(Stored data entries)

....

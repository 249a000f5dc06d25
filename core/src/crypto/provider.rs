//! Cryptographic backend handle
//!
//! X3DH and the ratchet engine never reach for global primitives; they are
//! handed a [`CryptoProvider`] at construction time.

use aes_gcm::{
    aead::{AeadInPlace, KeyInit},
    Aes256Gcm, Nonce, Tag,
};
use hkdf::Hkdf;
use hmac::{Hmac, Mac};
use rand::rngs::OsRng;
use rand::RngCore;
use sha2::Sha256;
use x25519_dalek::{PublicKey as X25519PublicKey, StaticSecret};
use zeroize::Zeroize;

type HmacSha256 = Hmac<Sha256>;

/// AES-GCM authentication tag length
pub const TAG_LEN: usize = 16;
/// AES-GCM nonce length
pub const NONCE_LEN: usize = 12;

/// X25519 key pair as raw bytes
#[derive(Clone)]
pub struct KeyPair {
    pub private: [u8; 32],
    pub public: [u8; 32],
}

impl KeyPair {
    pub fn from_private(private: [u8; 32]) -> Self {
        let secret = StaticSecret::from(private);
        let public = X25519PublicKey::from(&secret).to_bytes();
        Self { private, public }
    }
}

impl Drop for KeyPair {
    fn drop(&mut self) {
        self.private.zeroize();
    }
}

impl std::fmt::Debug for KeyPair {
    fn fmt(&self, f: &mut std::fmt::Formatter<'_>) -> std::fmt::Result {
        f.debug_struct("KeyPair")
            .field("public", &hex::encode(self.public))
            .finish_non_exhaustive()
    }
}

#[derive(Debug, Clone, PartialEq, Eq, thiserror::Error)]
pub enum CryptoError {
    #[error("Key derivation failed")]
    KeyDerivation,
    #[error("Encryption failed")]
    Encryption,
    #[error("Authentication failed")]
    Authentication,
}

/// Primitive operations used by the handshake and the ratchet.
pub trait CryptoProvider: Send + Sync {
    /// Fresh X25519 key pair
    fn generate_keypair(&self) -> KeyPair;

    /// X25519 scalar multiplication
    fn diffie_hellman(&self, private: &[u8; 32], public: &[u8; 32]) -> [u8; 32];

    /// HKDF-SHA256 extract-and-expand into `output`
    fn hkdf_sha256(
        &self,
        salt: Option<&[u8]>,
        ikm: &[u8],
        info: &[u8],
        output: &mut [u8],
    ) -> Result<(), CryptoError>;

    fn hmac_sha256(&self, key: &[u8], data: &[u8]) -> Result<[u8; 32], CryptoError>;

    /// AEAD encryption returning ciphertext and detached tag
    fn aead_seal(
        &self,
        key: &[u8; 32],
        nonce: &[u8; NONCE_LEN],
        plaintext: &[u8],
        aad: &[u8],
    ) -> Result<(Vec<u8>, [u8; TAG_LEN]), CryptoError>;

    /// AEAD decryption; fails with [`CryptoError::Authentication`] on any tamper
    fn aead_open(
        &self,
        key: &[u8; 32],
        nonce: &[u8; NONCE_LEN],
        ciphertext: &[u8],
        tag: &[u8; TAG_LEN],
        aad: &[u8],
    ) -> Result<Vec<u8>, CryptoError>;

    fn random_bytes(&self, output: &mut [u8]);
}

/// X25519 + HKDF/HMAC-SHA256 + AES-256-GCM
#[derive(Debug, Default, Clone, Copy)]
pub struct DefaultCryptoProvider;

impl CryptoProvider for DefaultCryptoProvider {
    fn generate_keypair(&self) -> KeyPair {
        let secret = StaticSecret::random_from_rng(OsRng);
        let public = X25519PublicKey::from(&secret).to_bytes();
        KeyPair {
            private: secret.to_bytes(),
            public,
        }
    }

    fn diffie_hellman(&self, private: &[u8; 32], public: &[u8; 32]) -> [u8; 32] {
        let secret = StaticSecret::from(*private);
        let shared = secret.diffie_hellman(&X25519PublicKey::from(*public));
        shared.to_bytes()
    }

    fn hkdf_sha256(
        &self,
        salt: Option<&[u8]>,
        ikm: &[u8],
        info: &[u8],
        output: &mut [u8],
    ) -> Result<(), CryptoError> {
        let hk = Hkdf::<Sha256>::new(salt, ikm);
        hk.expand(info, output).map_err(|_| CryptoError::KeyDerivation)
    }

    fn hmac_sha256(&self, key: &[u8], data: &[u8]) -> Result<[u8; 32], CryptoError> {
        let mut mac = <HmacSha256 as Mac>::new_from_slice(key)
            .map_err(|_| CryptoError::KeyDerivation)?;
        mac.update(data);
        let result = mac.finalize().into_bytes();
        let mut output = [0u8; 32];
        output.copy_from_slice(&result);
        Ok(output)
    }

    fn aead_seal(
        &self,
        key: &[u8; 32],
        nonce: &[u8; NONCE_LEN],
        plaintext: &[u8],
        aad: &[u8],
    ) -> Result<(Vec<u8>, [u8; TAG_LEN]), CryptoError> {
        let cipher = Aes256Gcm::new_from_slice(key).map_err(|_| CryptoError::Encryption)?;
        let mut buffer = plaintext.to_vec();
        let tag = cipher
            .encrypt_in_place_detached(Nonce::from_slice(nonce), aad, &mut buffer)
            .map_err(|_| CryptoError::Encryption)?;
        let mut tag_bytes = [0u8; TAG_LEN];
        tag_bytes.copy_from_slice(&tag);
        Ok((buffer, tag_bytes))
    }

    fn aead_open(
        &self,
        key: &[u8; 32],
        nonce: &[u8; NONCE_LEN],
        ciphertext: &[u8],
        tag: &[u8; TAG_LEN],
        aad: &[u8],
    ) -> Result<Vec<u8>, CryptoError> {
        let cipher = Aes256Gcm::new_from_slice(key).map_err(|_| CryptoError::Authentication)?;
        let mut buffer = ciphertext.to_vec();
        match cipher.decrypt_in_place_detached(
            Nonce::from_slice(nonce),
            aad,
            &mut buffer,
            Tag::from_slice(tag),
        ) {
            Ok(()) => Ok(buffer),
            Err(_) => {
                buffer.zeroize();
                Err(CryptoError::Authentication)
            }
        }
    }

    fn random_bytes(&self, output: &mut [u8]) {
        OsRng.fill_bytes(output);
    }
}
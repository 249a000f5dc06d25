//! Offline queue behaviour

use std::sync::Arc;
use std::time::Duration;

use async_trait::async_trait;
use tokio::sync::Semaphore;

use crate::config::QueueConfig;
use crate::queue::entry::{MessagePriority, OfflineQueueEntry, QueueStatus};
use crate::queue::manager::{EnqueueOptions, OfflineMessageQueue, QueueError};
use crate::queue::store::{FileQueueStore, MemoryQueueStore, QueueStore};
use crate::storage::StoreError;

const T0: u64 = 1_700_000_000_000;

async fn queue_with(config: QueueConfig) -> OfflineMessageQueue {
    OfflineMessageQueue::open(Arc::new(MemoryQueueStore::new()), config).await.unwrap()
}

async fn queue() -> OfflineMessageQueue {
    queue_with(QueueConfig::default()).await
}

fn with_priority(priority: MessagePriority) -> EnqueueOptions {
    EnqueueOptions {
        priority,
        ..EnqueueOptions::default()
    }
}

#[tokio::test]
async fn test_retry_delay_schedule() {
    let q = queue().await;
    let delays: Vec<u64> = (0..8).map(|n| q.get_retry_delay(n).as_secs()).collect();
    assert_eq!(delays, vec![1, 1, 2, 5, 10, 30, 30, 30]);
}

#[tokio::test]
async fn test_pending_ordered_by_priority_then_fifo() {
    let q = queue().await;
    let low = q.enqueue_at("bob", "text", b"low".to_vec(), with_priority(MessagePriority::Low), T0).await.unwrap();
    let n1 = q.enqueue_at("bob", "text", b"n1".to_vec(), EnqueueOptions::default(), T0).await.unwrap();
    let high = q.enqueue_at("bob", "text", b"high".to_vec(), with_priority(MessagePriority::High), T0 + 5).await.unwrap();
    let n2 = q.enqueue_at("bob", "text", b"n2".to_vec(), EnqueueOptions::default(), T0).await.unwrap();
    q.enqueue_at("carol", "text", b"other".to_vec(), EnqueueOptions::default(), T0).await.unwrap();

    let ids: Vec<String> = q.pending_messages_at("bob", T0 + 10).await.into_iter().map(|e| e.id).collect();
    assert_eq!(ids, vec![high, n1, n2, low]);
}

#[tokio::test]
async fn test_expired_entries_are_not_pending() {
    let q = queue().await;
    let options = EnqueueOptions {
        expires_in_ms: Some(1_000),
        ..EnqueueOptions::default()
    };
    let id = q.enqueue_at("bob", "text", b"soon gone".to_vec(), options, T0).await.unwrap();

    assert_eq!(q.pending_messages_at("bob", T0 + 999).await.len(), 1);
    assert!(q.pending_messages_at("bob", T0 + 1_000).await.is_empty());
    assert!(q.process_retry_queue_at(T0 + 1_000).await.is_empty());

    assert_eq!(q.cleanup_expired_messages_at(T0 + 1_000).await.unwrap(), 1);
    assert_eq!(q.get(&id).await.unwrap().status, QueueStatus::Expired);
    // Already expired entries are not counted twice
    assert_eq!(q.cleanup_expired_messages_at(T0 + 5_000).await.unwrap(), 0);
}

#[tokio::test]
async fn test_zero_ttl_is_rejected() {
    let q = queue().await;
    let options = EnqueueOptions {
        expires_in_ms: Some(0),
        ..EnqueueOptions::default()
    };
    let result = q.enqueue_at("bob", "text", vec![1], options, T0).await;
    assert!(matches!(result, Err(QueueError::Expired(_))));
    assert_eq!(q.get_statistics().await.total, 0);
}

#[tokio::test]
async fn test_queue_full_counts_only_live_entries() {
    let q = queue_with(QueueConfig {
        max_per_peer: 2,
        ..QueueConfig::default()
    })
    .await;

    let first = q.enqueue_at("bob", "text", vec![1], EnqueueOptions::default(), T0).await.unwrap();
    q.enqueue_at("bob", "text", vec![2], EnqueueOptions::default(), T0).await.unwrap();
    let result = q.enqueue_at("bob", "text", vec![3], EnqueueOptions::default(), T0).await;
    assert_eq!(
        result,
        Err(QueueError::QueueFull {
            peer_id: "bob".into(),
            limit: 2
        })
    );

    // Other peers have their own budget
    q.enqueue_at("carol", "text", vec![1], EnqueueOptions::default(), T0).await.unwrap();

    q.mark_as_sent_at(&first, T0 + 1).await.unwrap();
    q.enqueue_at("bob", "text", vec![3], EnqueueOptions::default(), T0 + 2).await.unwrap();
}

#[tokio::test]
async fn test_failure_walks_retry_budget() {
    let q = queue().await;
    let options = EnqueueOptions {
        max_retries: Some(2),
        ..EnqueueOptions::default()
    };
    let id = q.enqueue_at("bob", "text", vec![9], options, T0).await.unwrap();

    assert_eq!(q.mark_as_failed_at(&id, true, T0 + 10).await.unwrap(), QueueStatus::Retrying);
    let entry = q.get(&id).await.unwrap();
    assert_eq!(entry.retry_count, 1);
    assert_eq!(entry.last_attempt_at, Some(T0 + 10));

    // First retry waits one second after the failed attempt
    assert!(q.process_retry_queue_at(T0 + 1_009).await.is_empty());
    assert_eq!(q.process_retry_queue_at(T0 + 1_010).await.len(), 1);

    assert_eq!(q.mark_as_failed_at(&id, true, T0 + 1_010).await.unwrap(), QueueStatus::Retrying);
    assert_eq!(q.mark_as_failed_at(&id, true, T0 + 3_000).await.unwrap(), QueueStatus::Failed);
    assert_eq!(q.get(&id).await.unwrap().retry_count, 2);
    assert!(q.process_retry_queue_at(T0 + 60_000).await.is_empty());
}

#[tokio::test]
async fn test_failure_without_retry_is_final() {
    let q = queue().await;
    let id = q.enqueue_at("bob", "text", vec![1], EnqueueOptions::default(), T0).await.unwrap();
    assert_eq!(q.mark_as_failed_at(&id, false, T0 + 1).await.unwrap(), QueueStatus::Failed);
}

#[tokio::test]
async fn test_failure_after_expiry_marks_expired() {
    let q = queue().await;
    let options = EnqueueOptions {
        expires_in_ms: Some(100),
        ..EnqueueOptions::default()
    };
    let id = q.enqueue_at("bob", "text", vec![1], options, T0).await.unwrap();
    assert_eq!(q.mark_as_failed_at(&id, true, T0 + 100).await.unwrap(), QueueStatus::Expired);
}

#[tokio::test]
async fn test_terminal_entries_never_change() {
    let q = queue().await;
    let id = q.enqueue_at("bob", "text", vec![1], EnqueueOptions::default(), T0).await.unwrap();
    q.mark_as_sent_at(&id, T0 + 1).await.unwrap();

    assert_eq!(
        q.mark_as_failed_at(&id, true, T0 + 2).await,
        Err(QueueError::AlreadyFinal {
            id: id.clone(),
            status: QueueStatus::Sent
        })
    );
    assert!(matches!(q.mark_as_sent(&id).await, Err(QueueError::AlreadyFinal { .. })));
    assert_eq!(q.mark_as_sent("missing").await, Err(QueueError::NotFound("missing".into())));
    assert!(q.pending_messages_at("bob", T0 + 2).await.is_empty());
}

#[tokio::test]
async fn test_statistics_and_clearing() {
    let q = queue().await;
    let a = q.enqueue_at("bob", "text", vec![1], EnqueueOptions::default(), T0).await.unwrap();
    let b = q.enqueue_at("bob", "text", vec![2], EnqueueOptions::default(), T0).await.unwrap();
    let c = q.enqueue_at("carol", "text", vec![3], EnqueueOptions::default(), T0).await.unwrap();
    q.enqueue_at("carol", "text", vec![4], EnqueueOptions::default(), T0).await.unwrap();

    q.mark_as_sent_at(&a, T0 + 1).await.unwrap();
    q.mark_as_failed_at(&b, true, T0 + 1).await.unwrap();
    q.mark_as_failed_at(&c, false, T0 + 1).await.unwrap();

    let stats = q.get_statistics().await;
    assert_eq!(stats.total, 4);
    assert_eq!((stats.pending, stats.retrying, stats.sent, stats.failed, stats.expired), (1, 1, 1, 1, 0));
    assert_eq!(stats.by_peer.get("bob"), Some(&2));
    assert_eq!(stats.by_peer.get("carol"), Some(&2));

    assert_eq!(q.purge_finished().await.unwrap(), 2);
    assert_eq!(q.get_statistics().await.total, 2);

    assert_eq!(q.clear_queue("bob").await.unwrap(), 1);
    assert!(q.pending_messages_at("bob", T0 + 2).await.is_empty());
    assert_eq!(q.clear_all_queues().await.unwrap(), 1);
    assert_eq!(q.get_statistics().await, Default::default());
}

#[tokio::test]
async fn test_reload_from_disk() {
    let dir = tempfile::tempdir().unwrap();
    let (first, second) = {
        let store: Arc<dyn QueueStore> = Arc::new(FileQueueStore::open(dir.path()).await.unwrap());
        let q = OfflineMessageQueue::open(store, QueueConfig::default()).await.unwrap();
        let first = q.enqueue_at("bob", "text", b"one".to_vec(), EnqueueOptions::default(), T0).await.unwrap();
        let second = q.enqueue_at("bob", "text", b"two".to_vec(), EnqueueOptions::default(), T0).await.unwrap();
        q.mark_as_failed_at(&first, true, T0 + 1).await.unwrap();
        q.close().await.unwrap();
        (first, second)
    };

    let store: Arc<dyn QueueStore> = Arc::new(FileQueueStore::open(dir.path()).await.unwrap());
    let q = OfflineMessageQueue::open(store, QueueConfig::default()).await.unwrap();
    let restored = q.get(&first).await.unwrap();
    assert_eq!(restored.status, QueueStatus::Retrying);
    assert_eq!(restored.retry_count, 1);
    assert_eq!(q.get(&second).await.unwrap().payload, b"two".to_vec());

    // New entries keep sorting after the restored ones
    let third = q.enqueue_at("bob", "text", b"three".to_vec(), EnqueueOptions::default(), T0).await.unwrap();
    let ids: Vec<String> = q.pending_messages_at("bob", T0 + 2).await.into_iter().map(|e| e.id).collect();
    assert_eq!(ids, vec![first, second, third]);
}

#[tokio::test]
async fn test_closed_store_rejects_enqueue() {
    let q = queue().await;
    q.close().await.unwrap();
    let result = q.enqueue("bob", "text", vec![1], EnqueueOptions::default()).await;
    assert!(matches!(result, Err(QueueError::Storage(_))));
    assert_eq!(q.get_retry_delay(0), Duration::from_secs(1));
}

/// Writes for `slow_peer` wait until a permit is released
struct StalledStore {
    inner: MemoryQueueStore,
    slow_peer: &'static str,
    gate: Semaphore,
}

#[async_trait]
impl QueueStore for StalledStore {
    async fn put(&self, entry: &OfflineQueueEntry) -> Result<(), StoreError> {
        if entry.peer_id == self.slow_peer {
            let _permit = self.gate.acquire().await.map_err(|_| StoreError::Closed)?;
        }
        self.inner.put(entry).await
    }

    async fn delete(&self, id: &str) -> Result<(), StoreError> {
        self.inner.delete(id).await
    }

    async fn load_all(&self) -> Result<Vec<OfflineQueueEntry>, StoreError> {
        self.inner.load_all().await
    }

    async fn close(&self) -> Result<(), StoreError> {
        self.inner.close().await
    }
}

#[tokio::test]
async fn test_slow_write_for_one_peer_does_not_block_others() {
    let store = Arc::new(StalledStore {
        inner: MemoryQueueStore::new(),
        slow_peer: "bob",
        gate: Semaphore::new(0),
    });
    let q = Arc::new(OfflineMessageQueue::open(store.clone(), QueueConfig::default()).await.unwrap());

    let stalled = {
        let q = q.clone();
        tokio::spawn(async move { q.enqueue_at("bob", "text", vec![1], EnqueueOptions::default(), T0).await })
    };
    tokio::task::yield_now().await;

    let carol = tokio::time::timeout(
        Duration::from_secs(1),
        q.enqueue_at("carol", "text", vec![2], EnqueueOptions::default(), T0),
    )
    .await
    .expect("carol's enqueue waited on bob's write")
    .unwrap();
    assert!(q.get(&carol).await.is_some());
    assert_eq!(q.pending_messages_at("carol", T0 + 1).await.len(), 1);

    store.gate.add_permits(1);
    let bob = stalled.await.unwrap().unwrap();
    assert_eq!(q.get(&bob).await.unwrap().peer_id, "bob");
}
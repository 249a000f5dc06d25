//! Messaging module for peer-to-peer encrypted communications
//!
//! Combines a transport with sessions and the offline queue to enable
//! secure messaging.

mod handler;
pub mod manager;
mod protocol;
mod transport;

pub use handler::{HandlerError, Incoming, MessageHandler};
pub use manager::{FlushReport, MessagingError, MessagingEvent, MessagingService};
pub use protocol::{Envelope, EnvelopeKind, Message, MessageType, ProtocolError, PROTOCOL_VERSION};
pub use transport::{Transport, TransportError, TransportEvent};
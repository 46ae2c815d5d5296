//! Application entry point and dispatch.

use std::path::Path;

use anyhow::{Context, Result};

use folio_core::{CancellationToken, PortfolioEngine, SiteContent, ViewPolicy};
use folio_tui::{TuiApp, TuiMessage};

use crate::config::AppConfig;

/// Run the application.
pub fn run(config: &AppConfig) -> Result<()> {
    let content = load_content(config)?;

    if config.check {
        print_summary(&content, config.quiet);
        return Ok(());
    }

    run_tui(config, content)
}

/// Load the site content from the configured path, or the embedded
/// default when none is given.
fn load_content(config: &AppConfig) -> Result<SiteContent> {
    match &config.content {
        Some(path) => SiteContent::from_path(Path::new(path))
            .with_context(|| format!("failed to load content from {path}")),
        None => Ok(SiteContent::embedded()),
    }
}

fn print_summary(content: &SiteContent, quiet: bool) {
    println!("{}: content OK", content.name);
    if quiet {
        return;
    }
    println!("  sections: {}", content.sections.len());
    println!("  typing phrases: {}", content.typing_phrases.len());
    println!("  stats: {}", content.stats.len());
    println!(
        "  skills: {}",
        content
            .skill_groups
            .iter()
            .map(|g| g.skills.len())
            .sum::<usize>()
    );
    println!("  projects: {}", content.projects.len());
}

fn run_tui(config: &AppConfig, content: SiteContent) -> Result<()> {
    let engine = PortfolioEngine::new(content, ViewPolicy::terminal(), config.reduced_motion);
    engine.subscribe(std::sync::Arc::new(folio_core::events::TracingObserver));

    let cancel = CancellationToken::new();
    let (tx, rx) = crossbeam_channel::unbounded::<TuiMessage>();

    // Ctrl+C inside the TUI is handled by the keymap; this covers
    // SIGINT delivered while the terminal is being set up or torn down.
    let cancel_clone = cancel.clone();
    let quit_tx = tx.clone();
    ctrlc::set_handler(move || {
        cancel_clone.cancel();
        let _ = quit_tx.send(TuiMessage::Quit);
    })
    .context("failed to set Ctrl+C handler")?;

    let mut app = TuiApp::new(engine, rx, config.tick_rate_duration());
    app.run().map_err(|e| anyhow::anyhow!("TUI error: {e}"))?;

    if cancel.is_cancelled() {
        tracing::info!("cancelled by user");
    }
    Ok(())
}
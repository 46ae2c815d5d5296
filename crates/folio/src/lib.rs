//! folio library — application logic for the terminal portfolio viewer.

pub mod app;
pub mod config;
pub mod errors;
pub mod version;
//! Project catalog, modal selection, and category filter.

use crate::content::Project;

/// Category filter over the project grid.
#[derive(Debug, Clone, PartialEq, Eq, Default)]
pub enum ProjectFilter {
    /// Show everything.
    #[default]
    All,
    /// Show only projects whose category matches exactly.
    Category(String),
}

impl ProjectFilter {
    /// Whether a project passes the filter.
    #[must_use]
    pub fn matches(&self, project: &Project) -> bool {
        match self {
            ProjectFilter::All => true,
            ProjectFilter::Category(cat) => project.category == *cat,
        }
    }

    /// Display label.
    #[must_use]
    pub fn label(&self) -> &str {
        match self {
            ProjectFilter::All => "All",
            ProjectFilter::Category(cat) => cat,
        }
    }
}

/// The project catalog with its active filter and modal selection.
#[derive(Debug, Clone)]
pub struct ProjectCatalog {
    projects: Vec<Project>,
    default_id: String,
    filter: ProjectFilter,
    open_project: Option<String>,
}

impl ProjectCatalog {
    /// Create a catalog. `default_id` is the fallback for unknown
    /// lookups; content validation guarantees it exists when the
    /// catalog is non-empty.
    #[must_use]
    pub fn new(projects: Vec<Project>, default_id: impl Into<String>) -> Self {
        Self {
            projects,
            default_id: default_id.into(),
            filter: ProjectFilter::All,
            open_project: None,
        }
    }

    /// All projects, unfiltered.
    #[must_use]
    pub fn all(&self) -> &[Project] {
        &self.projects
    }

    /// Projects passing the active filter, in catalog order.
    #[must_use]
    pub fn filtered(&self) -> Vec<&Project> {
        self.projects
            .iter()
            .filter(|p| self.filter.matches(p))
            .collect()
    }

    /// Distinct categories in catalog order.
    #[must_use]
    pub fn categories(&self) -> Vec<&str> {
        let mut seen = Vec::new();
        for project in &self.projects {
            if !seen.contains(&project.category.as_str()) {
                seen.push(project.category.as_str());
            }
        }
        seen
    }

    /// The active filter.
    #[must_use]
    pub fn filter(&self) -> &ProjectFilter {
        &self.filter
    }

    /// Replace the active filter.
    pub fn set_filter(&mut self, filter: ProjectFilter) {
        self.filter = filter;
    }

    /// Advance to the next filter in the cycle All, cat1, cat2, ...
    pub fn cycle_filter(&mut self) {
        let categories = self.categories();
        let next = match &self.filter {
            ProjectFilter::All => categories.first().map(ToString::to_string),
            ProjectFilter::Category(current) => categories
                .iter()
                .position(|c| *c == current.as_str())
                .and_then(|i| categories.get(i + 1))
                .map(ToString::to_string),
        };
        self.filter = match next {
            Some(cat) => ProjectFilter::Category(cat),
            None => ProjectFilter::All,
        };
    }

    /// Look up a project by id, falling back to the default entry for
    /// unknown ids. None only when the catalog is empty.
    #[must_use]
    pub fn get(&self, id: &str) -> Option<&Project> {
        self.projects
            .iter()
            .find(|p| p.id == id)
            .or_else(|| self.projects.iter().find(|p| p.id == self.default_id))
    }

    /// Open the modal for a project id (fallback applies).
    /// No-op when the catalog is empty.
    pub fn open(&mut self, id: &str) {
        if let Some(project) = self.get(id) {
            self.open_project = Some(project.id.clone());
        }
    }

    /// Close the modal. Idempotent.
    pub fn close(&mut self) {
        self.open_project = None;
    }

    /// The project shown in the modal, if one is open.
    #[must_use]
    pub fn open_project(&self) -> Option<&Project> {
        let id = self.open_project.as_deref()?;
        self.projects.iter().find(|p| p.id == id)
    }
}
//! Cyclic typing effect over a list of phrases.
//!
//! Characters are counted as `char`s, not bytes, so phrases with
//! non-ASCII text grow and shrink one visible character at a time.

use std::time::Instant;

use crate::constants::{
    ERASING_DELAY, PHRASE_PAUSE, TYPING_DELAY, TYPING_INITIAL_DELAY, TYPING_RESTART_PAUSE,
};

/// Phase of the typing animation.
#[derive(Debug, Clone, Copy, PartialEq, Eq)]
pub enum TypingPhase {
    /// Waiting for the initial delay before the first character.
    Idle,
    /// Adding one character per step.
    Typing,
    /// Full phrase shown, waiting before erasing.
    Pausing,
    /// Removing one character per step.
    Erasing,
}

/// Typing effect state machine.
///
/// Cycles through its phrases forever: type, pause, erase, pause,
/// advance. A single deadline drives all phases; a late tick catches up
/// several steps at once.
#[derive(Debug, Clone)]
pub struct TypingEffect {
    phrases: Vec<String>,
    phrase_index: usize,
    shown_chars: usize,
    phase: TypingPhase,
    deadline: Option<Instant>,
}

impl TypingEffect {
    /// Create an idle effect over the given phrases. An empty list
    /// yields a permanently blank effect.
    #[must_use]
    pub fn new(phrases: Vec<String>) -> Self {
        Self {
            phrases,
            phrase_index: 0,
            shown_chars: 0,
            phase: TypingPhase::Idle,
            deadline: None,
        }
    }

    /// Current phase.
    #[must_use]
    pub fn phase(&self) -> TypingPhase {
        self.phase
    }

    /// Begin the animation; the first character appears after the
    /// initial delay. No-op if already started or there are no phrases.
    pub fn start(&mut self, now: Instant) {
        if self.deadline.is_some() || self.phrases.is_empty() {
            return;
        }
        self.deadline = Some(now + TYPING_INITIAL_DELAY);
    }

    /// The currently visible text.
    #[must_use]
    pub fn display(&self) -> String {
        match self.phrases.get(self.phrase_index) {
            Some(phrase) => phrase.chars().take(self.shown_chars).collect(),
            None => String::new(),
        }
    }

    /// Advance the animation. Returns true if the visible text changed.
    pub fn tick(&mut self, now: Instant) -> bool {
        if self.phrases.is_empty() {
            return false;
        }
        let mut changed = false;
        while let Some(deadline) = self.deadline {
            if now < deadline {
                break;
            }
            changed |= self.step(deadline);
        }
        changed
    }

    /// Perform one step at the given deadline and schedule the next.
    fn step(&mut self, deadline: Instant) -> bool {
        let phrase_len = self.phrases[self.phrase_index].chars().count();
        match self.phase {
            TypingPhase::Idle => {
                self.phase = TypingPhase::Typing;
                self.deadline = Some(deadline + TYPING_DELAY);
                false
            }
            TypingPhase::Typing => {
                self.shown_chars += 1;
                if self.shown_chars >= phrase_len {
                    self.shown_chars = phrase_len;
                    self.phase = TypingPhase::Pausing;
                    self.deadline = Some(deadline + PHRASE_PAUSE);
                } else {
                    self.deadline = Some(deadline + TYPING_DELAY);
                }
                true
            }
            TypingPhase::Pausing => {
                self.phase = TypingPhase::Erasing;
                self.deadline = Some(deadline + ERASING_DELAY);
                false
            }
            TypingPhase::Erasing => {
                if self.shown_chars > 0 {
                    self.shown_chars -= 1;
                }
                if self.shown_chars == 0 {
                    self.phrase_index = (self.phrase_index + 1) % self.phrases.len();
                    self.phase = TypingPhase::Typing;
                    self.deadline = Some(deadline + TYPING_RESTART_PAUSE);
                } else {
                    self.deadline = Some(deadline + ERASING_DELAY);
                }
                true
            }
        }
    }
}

....

» **Try it**
Looking at the records above, say how many of their lines include the word "expand", with no other words.

» **The answer**
2